Improved stability and efficiency of polymer-based selenium solar cells through the usage of tin(iv) oxide in the electron transport layers and the analysis of aging dynamics

Abstract

Recently, in the arena of finding substitutes for lead-containing perovskite solar cells, the oldest selenium solar cells (SSCs) have been reconsidered by many scientists due to their suitable energy level structure and less-toxic nature. A lot of research efforts have been made to improve the efficiency of SSCs through seeking suitable substrates and modifying the process of Se crystallization. However, little attention has been paid to investigating the stability of SSCs. In addition, one crucial point that is neglected by researchers could be the potential applications of low-cost SSCs in complicated and tough environments, owing to the intrinsic physicochemical resistance of the Se material.
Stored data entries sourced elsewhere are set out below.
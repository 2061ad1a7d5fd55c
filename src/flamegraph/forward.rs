//! Forward layout: the call tree below the synthetic root.
//!
//! Profiles describe a call graph, a flame graph needs a tree. A first pass
//! counts how many root paths reach every edge. The layout pass then keeps
//! the recorded stats of singly-reached children and rescales the
//! multiply-reached ones into whatever the parent's window has left, so
//! children never overflow their parent.
//!
//! Both passes use explicit work stacks and a path-scoped visited set, so
//! recursion of any depth terminates without growing the native stack.

use super::layout::{Block, ColorBucket, PathSet};
use crate::callgraph::{NodeId, StatsGraph};
use crate::parser::schema::{CallStat, FunctionId};
use std::collections::HashMap;

/// Caller -> callee edge
pub type Edge = (NodeId, NodeId);

/// Number of root paths that reached each edge (capped once an edge is seen twice)
pub type EdgeMultiplicity = HashMap<Edge, u32>;

/// Count, for every edge, the root paths that reach it
///
/// An edge is descended through only the first time it is counted and
/// never when it already lies on the current path.
pub fn count_edge_paths(graph: &StatsGraph) -> EdgeMultiplicity {
    struct Frame {
        node: NodeId,
        next: usize,
        path: PathSet<Edge>,
    }

    let mut counts = EdgeMultiplicity::new();
    let mut stack = vec![Frame {
        node: graph.root(),
        next: 0,
        path: PathSet::default(),
    }];

    while let Some(frame) = stack.last_mut() {
        let Some(&child) = graph.node(frame.node).calls.get(frame.next) else {
            stack.pop();
            continue;
        };
        frame.next += 1;

        let edge = (frame.node, child);
        let count = counts.entry(edge).or_insert(0);
        *count += 1;

        if *count < 2 && !frame.path.contains(&edge) {
            let path = frame.path.with(edge);
            stack.push(Frame {
                node: child,
                next: 0,
                path,
            });
        }
    }

    counts
}

/// A child edge as it will be laid out
#[derive(Debug, Clone, Copy)]
struct PlannedChild {
    node: NodeId,
    stat: CallStat,
    multiplicity: u32,
}

/// Order children and rescale the multiply-reached ones into the window
///
/// Singly-reached children come first, each group sorted by function id.
fn plan_children(
    graph: &StatsGraph,
    counts: &EdgeMultiplicity,
    parent: NodeId,
    window: &CallStat,
    path_multiplicity: u32,
) -> Vec<PlannedChild> {
    let mut children: Vec<PlannedChild> = graph
        .node(parent)
        .calls
        .iter()
        .map(|&child| PlannedChild {
            node: child,
            stat: graph.edge_stat(parent, child),
            multiplicity: counts
                .get(&(parent, child))
                .copied()
                .unwrap_or(1)
                .max(path_multiplicity),
        })
        .collect();
    children.sort_by(|a, b| graph.node(a.node).id.cmp(&graph.node(b.node).id));

    let (mut singly, mut multiply): (Vec<_>, Vec<_>) =
        children.into_iter().partition(|c| c.multiplicity == 1);

    if !multiply.is_empty() {
        let singly_total: f64 = singly.iter().map(|c| c.stat.cumulative_time).sum();
        let multiply_total: f64 = multiply.iter().map(|c| c.stat.cumulative_time).sum();
        let remaining = (window.cumulative_time - window.self_time - singly_total).max(0.0);
        let factor = if multiply_total > 0.0 {
            remaining / multiply_total
        } else {
            1.0
        };

        for child in &mut multiply {
            child.stat = child.stat.scaled(factor);
        }
    }

    singly.append(&mut multiply);
    singly
}

/// Pending children of one laid-out node
struct Frame {
    parent: NodeId,
    children: Vec<PlannedChild>,
    next: usize,
    level: usize,
    origin: f64,
    path: PathSet<Edge>,
    trace: Vec<FunctionId>,
    path_multiplicity: u32,
    /// Block drawn for `parent`; pruned children widen its self part
    block: Option<usize>,
}

/// Lay out the call tree below the root
///
/// **Public** - normally reached through `layout::prepare`
pub fn layout_forward(graph: &StatsGraph, counts: &EdgeMultiplicity, threshold: f64) -> Vec<Block> {
    let max_w = graph.total_weight();
    let mut blocks = Vec::new();
    if max_w <= 0.0 {
        return blocks;
    }

    let root = graph.root();
    let window = CallStat::new(1, 1, 0.0, max_w);
    let mut stack = vec![Frame {
        parent: root,
        children: plan_children(graph, counts, root, &window, 1),
        next: 0,
        level: 0,
        origin: 0.0,
        path: PathSet::default(),
        trace: Vec::new(),
        path_multiplicity: 1,
        block: None,
    }];

    while let Some(frame) = stack.last_mut() {
        let Some(child) = frame.children.get(frame.next).copied() else {
            stack.pop();
            continue;
        };
        frame.next += 1;

        // Siblings advance by the full width, drawn or not
        let x = frame.origin;
        frame.origin += child.stat.cumulative_time;

        let width = child.stat.cumulative_time;
        if width / max_w <= threshold {
            if let Some(parent_block) = frame.block {
                blocks[parent_block].self_width += width;
            }
            continue;
        }

        let function = &graph.node(child.node).id;
        let mut trace = frame.trace.clone();
        trace.push(function.clone());

        let color = if frame.path_multiplicity == 1 && child.multiplicity > 1 {
            ColorBucket::Recursive
        } else {
            ColorBucket::Normal
        };

        let block_index = blocks.len();
        blocks.push(
            Block::new(function, &child.stat, width / max_w, frame.level, x, width, color)
                .with_trace(trace.clone(), child.stat.self_time),
        );

        let edge = (frame.parent, child.node);
        if !frame.path.contains(&edge) {
            let next = Frame {
                parent: child.node,
                children: plan_children(graph, counts, child.node, &child.stat, child.multiplicity),
                next: 0,
                level: frame.level + 1,
                // Self part on the left, callees after it
                origin: x + child.stat.self_time,
                path: frame.path.with(edge),
                trace,
                path_multiplicity: child.multiplicity,
                block: Some(block_index),
            };
            stack.push(next);
        }
    }

    blocks
}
To address these issues, in this research, SSCs with an elaborately designed architecture have been presented, and the highest efficiency (3.7%) among SSCs with organic hole transport layers was achieved. Additionally, a dozen of P3HT-based SSCs were demonstrated to maintain 92% efficiency after more than 1500 hours. The favorable long-term stability of the SSCs allowed us to carefully analyze the changes in each dynamic parameter during aging and helped explore the factors that affect the device behaviors. These results would pave the way for the application of the ultra-stable SSCs in harsh conditions.